* About this task *
The answer must consist only of the lines from the line with "kernels.push(kernel.clone());" to the line with "let program = parse_result.program.ok_or_else(||", both included, exactly as they stand below.

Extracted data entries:
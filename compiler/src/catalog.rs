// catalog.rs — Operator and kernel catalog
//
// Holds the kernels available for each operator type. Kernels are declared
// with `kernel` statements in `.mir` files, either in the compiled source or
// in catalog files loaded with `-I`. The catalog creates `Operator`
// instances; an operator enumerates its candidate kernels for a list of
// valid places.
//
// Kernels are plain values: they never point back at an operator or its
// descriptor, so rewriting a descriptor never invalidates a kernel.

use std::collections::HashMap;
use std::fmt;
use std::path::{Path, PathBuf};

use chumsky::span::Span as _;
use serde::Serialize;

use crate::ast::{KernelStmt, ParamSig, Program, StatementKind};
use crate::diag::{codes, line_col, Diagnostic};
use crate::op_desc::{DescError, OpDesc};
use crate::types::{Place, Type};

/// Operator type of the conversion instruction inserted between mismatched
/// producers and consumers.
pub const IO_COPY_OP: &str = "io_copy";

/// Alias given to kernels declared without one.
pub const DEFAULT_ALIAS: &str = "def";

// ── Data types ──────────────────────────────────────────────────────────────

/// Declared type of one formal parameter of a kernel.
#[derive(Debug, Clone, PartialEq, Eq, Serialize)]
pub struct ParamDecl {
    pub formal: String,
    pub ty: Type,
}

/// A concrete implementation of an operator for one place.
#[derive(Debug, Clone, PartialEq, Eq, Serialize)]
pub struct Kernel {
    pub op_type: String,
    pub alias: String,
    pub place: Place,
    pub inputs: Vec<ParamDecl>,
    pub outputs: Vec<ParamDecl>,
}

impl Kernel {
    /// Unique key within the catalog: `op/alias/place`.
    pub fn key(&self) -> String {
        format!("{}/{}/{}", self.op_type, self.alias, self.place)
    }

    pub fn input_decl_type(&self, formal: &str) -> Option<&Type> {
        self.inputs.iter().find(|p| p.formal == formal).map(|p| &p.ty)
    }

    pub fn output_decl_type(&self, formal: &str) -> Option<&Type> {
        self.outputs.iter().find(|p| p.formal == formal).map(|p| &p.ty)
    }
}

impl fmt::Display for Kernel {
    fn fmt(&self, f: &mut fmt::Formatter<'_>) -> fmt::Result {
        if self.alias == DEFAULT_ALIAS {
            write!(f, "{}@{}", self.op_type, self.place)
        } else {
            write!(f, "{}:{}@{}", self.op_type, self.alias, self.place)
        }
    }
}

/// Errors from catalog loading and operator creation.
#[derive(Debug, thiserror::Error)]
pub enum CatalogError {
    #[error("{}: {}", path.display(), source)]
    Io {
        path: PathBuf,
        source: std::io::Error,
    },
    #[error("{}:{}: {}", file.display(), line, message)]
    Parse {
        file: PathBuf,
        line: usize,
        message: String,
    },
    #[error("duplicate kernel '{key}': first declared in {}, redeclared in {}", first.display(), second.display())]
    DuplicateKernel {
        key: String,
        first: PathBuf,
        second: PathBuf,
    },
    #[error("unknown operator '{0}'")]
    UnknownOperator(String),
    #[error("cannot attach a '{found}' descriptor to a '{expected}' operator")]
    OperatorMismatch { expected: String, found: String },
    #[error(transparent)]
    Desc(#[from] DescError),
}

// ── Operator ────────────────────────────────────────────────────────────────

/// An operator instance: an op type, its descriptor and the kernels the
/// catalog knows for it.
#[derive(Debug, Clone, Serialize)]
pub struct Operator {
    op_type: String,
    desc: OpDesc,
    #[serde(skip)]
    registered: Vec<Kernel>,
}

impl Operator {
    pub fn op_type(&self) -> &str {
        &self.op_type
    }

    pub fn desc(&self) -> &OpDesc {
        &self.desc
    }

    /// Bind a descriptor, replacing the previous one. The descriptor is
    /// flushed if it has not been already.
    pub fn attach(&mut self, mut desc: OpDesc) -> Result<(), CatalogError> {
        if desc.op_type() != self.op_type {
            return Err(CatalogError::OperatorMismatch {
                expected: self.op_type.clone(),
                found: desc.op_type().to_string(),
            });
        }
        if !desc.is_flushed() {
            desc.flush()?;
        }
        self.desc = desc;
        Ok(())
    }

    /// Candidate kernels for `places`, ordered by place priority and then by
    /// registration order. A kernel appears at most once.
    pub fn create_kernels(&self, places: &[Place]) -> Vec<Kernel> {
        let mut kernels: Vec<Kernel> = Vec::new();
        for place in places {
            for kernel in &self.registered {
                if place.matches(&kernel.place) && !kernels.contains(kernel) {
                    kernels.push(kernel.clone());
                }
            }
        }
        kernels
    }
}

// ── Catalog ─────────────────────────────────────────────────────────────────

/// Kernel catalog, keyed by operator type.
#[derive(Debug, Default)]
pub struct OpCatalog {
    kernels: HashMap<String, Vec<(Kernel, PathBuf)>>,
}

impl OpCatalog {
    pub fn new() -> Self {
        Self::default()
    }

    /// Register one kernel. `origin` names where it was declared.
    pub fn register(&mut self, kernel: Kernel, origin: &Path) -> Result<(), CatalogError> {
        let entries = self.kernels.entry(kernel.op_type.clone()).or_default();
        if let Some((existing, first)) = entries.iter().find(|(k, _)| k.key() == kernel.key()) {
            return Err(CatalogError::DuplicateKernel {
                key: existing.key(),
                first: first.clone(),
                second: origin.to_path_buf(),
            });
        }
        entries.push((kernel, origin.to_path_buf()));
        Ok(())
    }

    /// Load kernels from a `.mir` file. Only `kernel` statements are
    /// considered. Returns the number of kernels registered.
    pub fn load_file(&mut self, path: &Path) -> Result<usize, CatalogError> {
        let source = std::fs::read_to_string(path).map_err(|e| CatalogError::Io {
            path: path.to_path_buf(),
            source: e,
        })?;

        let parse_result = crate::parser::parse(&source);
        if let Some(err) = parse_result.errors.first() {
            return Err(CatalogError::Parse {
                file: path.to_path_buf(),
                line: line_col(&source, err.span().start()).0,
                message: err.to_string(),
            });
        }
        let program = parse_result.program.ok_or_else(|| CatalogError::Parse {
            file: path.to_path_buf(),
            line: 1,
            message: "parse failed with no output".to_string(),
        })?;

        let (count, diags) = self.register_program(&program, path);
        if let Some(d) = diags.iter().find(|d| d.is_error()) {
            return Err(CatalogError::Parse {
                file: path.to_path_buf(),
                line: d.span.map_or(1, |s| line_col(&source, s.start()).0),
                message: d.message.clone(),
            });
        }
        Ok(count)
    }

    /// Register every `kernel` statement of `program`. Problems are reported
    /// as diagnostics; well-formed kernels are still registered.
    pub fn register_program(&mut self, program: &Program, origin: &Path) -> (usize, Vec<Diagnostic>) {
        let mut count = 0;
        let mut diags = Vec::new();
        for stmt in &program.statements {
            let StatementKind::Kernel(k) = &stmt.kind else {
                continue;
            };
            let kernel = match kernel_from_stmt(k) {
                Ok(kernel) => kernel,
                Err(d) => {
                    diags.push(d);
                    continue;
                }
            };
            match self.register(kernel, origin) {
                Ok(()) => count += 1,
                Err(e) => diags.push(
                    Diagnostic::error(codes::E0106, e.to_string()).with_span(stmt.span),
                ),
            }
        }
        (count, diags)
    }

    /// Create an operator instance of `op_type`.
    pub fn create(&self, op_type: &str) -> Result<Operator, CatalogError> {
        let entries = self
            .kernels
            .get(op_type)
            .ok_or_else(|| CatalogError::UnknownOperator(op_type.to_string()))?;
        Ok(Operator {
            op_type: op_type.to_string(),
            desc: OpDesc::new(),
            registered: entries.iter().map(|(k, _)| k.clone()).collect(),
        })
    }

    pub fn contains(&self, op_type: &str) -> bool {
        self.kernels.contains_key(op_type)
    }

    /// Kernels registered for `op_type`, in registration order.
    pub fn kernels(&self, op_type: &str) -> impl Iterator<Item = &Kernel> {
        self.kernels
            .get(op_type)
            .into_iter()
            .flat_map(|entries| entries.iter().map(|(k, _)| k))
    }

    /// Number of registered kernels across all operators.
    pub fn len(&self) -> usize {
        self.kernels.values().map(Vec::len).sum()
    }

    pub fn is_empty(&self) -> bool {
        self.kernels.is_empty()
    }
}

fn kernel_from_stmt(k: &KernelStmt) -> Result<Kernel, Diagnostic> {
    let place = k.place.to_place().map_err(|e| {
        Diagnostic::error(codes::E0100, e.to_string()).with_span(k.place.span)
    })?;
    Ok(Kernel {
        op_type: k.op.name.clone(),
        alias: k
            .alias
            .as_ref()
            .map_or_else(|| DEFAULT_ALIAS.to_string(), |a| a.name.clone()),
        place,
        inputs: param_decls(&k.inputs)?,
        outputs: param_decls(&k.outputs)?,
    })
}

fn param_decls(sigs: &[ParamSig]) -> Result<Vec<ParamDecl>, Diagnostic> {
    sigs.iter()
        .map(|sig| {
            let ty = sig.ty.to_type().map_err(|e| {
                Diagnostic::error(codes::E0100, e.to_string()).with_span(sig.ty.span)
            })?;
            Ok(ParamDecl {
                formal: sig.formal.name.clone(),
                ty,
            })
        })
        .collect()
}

* Solution to the problem *
                    kernels.push(kernel.clone());
                }
            }
        }
        kernels
    }
}

// ── Catalog ─────────────────────────────────────────────────────────────────

/// Kernel catalog, keyed by operator type.
#[derive(Debug, Default)]
pub struct OpCatalog {
    kernels: HashMap<String, Vec<(Kernel, PathBuf)>>,
}

impl OpCatalog {
    pub fn new() -> Self {
        Self::default()
    }

    /// Register one kernel. `origin` names where it was declared.
    pub fn register(&mut self, kernel: Kernel, origin: &Path) -> Result<(), CatalogError> {
        let entries = self.kernels.entry(kernel.op_type.clone()).or_default();
        if let Some((existing, first)) = entries.iter().find(|(k, _)| k.key() == kernel.key()) {
            return Err(CatalogError::DuplicateKernel {
                key: existing.key(),
                first: first.clone(),
                second: origin.to_path_buf(),
            });
        }
        entries.push((kernel, origin.to_path_buf()));
        Ok(())
    }

    /// Load kernels from a `.mir` file. Only `kernel` statements are
    /// considered. Returns the number of kernels registered.
    pub fn load_file(&mut self, path: &Path) -> Result<usize, CatalogError> {
        let source = std::fs::read_to_string(path).map_err(|e| CatalogError::Io {
            path: path.to_path_buf(),
            source: e,
        })?;

        let parse_result = crate::parser::parse(&source);
        if let Some(err) = parse_result.errors.first() {
            return Err(CatalogError::Parse {
                file: path.to_path_buf(),
                line: line_col(&source, err.span().start()).0,
                message: err.to_string(),
            });
        }
        let program = parse_result.program.ok_or_else(|| CatalogError::Parse {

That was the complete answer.